Among the hundreds of WikiLeaks cables on Cambodia released yesterday, some revealed the more personal – and bizarre – side to US diplomacy.
A plan hatched to fly US tourists on day trips from Bangkok to visit Angkor Wat “could eventually have [the] impact of opening the regime and moderating [its] domestic policies”, a November 23, 1978, cable asserted.
The US expected either former Thai foreign minister Chatchai Chunhawan’s Erawan airline or national carrier Thai Airways to open the route by the following March, and had prepared to post travel advisories and “warn prospective American tourists of potential dangers and strongly remind them of our inability to provide consular protection for visitors to Kampuchea”.

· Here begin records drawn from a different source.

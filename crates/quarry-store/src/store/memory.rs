//! In-memory reference store.
//!
//! Holds documents in insertion order and executes every query kind:
//!
//! - **vector**: candidates go through the [`DistanceCalculator`]
//! - **text**: case-insensitive substring match of any term against the
//!   document's source text, unscored, in insertion order
//! - **hybrid**: both of the above, merged by [`merge_hybrid`]
//!
//! The query's metadata [`Filter`](crate::Filter) is applied to candidates
//! before anything else. The [`QueryOptions`] predicate and `max_items`
//! cap are applied before truncation on the vector and text paths, and to
//! the merged set on the hybrid path.

use quarry_core::{Error, Result};

use super::{DocumentIter, QueryOptions, RemoveOptions, Store};
use crate::distance::DistanceCalculator;
use crate::document::VectorDocument;
use crate::filter::Filter;
use crate::hybrid::merge_hybrid;
use crate::query::{HybridQuery, Query, QueryKind, TextQuery, VectorQuery};

/// Store backed by a `Vec` of documents.
#[derive(Debug, Clone, Default)]
pub struct InMemoryStore {
    documents: Vec<VectorDocument>,
    calculator: DistanceCalculator,
}

impl InMemoryStore {
    /// Create an empty store ranking with cosine similarity.
    pub fn new() -> Self {
        Self::default()
    }

    /// Create an empty store ranking with `calculator`.
    pub fn with_calculator(calculator: DistanceCalculator) -> Self {
        Self {
            documents: Vec::new(),
            calculator,
        }
    }

    /// Create a store holding `documents`.
    pub fn from_documents(documents: Vec<VectorDocument>, calculator: DistanceCalculator) -> Self {
        Self {
            documents,
            calculator,
        }
    }

    /// The stored documents, in insertion order.
    pub fn documents(&self) -> &[VectorDocument] {
        &self.documents
    }

    /// Number of stored documents (duplicates counted).
    pub fn len(&self) -> usize {
        self.documents.len()
    }

    /// Whether the store is empty.
    pub fn is_empty(&self) -> bool {
        self.documents.is_empty()
    }

    /// Remove every document.
    pub fn clear(&mut self) {
        self.documents.clear();
    }

    /// The calculator used for vector ranking.
    pub fn calculator(&self) -> DistanceCalculator {
        self.calculator
    }

    /// Documents passing the query's metadata filter.
    fn candidates(&self, filter: Option<Filter>) -> impl Iterator<Item = &VectorDocument> {
        self.documents.iter().filter(move |document| {
            filter
                .as_ref()
                .is_none_or(|f| f.matches(&document.metadata))
        })
    }

    fn query_vector<'a>(&'a self, query: &VectorQuery, options: &QueryOptions) -> DocumentIter<'a> {
        let candidates = self
            .candidates(query.filter().cloned())
            .filter(|document| options.accepts(document));
        Box::new(
            self.calculator
                .calculate(candidates, query.vector(), options.max_items),
        )
    }

    fn query_text<'a>(&'a self, query: &TextQuery, options: &QueryOptions) -> DocumentIter<'a> {
        let terms = lowercase_terms(query.texts());
        let predicate = options.filter.clone();
        let matches = self
            .candidates(query.filter().cloned())
            .filter(move |document| text_matches(document, &terms))
            .filter(move |document| predicate.as_ref().is_none_or(|p| p(*document)))
            .map(|document| document.scored(None));

        match options.max_items {
            Some(limit) => Box::new(matches.take(limit)),
            None => Box::new(matches),
        }
    }

    fn query_hybrid<'a>(&'a self, query: &HybridQuery, options: &QueryOptions) -> DocumentIter<'a> {
        let vector_results = self
            .calculator
            .calculate(self.candidates(query.filter().cloned()), query.vector(), None);

        let terms = lowercase_terms(query.texts());
        let text_results = self
            .candidates(query.filter().cloned())
            .filter(|document| text_matches(document, &terms))
            .map(|document| document.scored(None));

        let merged = merge_hybrid(vector_results, text_results, query.semantic_ratio());
        let accepted = merged.into_iter().filter(|document| options.accepts(document));
        let limited: Vec<VectorDocument> = match options.max_items {
            Some(limit) => accepted.take(limit).collect(),
            None => accepted.collect(),
        };
        Box::new(limited.into_iter())
    }
}

fn lowercase_terms(texts: &[String]) -> Vec<String> {
    texts.iter().map(|t| t.to_lowercase()).collect()
}

/// Whether any (lowercased) term occurs in the document's source text.
fn text_matches(document: &VectorDocument, terms: &[String]) -> bool {
    let Some(text) = document.text() else {
        return false;
    };
    let text = text.to_lowercase();
    terms.iter().any(|term| text.contains(term.as_str()))
}

impl Store for InMemoryStore {
    fn name(&self) -> &str {
        "in-memory"
    }

    fn add(&mut self, documents: Vec<VectorDocument>) -> Result<()> {
        log::debug!(
            "Adding {} document(s) to {} store",
            documents.len(),
            self.name()
        );
        self.documents.extend(documents);
        Ok(())
    }

    fn remove(&mut self, ids: &[&str], _options: &RemoveOptions) -> Result<()> {
        let before = self.documents.len();
        self.documents
            .retain(|document| !ids.contains(&document.id.as_str()));
        log::debug!(
            "Removed {} document(s) from {} store",
            before - self.documents.len(),
            self.name()
        );
        Ok(())
    }

    fn supports(&self, kind: QueryKind) -> bool {
        matches!(kind, QueryKind::Vector | QueryKind::Text | QueryKind::Hybrid)
    }

    fn query<'a>(&'a self, query: &Query, options: &QueryOptions) -> Result<DocumentIter<'a>> {
        if !self.supports(query.kind()) {
            return Err(Error::unsupported_query(query.kind(), self.name()));
        }
        Ok(match query {
            Query::Vector(q) => self.query_vector(q, options),
            Query::Text(q) => self.query_text(q, options),
            Query::Hybrid(q) => self.query_hybrid(q, options),
        })
    }
}

// ============================================================================
// Tests
// ============================================================================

In Myanmar, the US lobbied Yangon to approach Pol Pot’s regime to “counsel [Phnom Penh] to moderate its policies”, but the one-party state ruled by dictator Ne Win declined the advance. Though “the carnage in Kampuchea appeared to be without recent equal”, a Myanmar official said, “much blood is spilled in people’s revolutions”.
Perhaps most unusual of all is a November 18 cable about then foreign minister Ieng Sary’s four-day visit to Jakarta In October 1978.
Sary, according to Indonesia’s then ambassador to Phnom Penh, said that Cambodians were being given pitiful rations in order to fund a national reconstruction program, before then proceeding to sell Cambodian rice to Jakarta – an offer the Indonesians accepted “for political reasons”.
Indonesia’s would-be man in Phnom Penh, Djundjunan Kusumahardja, took a liking to Sary after talking with the Khmer Rouge leader at his hotel, describing him as “very intelligent, charming, cultured, and with a good sense of humor”.
He preferred Sary to Vietnamese officials, as Sary had paid “all expenses during the visit to Jakarta, unlike the Vietnamese visitors . . . whose hotel bills, food, even telex bills [Indonesia] had to pay”.
“Sary wore a Mao-suit to official functions, but a smart light grey business suit and a colorful tie on informal occasions.”
He “likes to eat” while admiring “the pretty Chinese waitresses during dinner parties, but [he] ogled them only”, Djundjunan reportedly said.
The Indonesian, until then based at the embassy in Bangkok, said he felt “a little nervous about how he may be treated in Kampuchea”.